Just one thing: if you have read the awesome thriller “Shibumi”(*) by Trevanian you will get a special kick out of one passage in the book

* Re: “Shibumi” see here:

Actually, Shibumi should have an entry here of its own because, although it is a thriller, Go plays a HUGE role in this book. If you can get your hands on a copy, read it!


I once read a sci-fi called ‘Starbourne’ by Robert Silverberg in which Go was prominently featured…This was before I knew the game, and at the time I thought it was simply a fictitious element. Then, some time later, I described to my roommate the story of this novel. Later that same day, we watched ‘A Beautiful Mind’. After that particular scene with Go, it rushed in on me that the Go of that novel I just described to my roomate in that very day was not, in fact, fiction. :slight_smile:

Looked it up, got hooked. Never been the same since.

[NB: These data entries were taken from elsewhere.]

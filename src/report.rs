use std::fmt::{self, Display};

use crate::driver::SimulationRun;

static LEVELS: [char; 8] = ['▁', '▂', '▃', '▄', '▅', '▆', '▇', '█'];

/// Aggregate statistics of a run.
#[derive(Clone, Copy, Debug, PartialEq)]
pub struct Summary {
    /// Mean total delay in seconds, `None` for an empty run
    pub average_delay: Option<f64>,
    /// Mean throughput in bps, `None` for an empty run
    pub average_throughput: Option<f64>,
    /// Packets with at least one bit error
    pub packets_with_errors: usize,
    /// Packets over the error threshold
    pub lost_packets: usize,
    /// Simulated packets
    pub total_packets: usize,
}

fn mean(values: impl Iterator<Item = f64>) -> Option<f64> {
    let (sum, n) = values.fold((0.0, 0usize), |(sum, n), v| (sum + v, n + 1));
    (n > 0).then(|| sum / n as f64)
}

impl Summary {
    /// Summarizes `run`.
    pub fn of(run: &SimulationRun) -> Self {
        Self {
            average_delay: mean(run.iter().map(|p| p.total_delay)),
            average_throughput: mean(run.iter().map(|p| p.throughput)),
            packets_with_errors: run.iter().filter(|p| p.has_errors()).count(),
            lost_packets: run.iter().filter(|p| p.lost).count(),
            total_packets: run.len(),
        }
    }
}

impl Display for Summary {
    fn fmt(&self, f: &mut fmt::Formatter<'_>) -> fmt::Result {
        match self.average_delay {
            Some(delay) => writeln!(f, "Average delay: {delay:.6} seconds")?,
            None => writeln!(f, "Average delay: n/a")?,
        }
        match self.average_throughput {
            Some(throughput) => writeln!(f, "Average throughput: {throughput:.2} bps")?,
            None => writeln!(f, "Average throughput: n/a")?,
        }
        write!(
            f,
            "Packets with errors: {} / {}",
            self.packets_with_errors, self.total_packets
        )
    }
}

/// Renders `values` against packet index as a one-line terminal sparkline.
///
/// Packets are grouped into at most `width` consecutive buckets; each column
/// is the bucket mean scaled between the series minimum and maximum.
pub fn chart(title: &str, y_label: &str, values: &[f64], width: usize) -> String {
    if values.is_empty() || width == 0 {
        return format!("{title}\n{y_label}: no packets");
    }

    let buckets = width.min(values.len());
    let columns: Vec<f64> = (0..buckets)
        .map(|i| {
            let start = i * values.len() / buckets;
            let end = (i + 1) * values.len() / buckets;
            values[start..end].iter().sum::<f64>() / (end - start) as f64
        })
        .collect();

    let min = columns.iter().copied().fold(f64::INFINITY, f64::min);
    let max = columns.iter().copied().fold(f64::NEG_INFINITY, f64::max);
    let range = max - min;

    let line: String = columns
        .iter()
        .map(|&v| {
            if range > 0.0 {
                let level = ((v - min) / range * (LEVELS.len() - 1) as f64).round() as usize;
                LEVELS[level.min(LEVELS.len() - 1)]
            } else {
                LEVELS[LEVELS.len() / 2]
            }
        })
        .collect();

    format!(
        "{title}\n{y_label}  [{min:.6} .. {max:.6}]\n{line}\nPacket # 0..{}",
        values.len() - 1
    )
}

/// Delay and throughput sparklines followed by the summary, as printed by `run`.
pub fn render(run: &SimulationRun, width: usize) -> String {
    format!(
        "{}\n\n{}\n\n{}",
        chart("Transmission Delay", "Delay (s)", &run.delays(), width),
        chart(
            "Throughput Over Time",
            "Throughput (bps)",
            &run.throughputs(),
            width
        ),
        Summary::of(run)
    )
}
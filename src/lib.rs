//! Point-to-point Link Delay and Throughput Simulation

#![forbid(unsafe_code, unused_must_use)]
#![warn(clippy::all, missing_docs)]

/// Reference link constants.
pub mod common;

/// Link configuration.
pub mod config;

/// Error types.
pub mod error;

/// Single packet transmission.
pub mod link;

/// Packet loop over a whole run.
pub mod driver;

/// Summary statistics and terminal charts.
pub mod report;

/// SVG charts.
pub mod plot;

/// Bit error probability sweep.
pub mod sweep;

pub use config::{BitErrorModel, SimulationConfig};
pub use driver::{SimulationRun, run};
pub use error::{ConfigError, Error, Result};
pub use link::{LinkSimulator, PacketResult};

Ordered a used copy, thank you! And BTW, it’s “Starborne”, for anybody searching for the title (my first search didn’t bring up any hits :wink: )

Also, I created a new thread for books:

Actually, I think I should move these two comments to that thread … hope it’s okay for y’all.

Das Glasperlenspiel (The Glass Bead Game) by Hermann Hesse is set in a futuristic academy and is said to have been inspired by go. I read it many years ago, long before I heard of the game. So long ago that I can tell you almost nothing else about it. It’s quite literary, and I don’t think it delves much into the particulars of the game.

The Left Hand of Darkness by Ursula K. LeGuin (recently deceased) has a brief reference to go. As I recall, it’s a couple of guys in a tent playing the game with pebbles on a crudely drawn surface.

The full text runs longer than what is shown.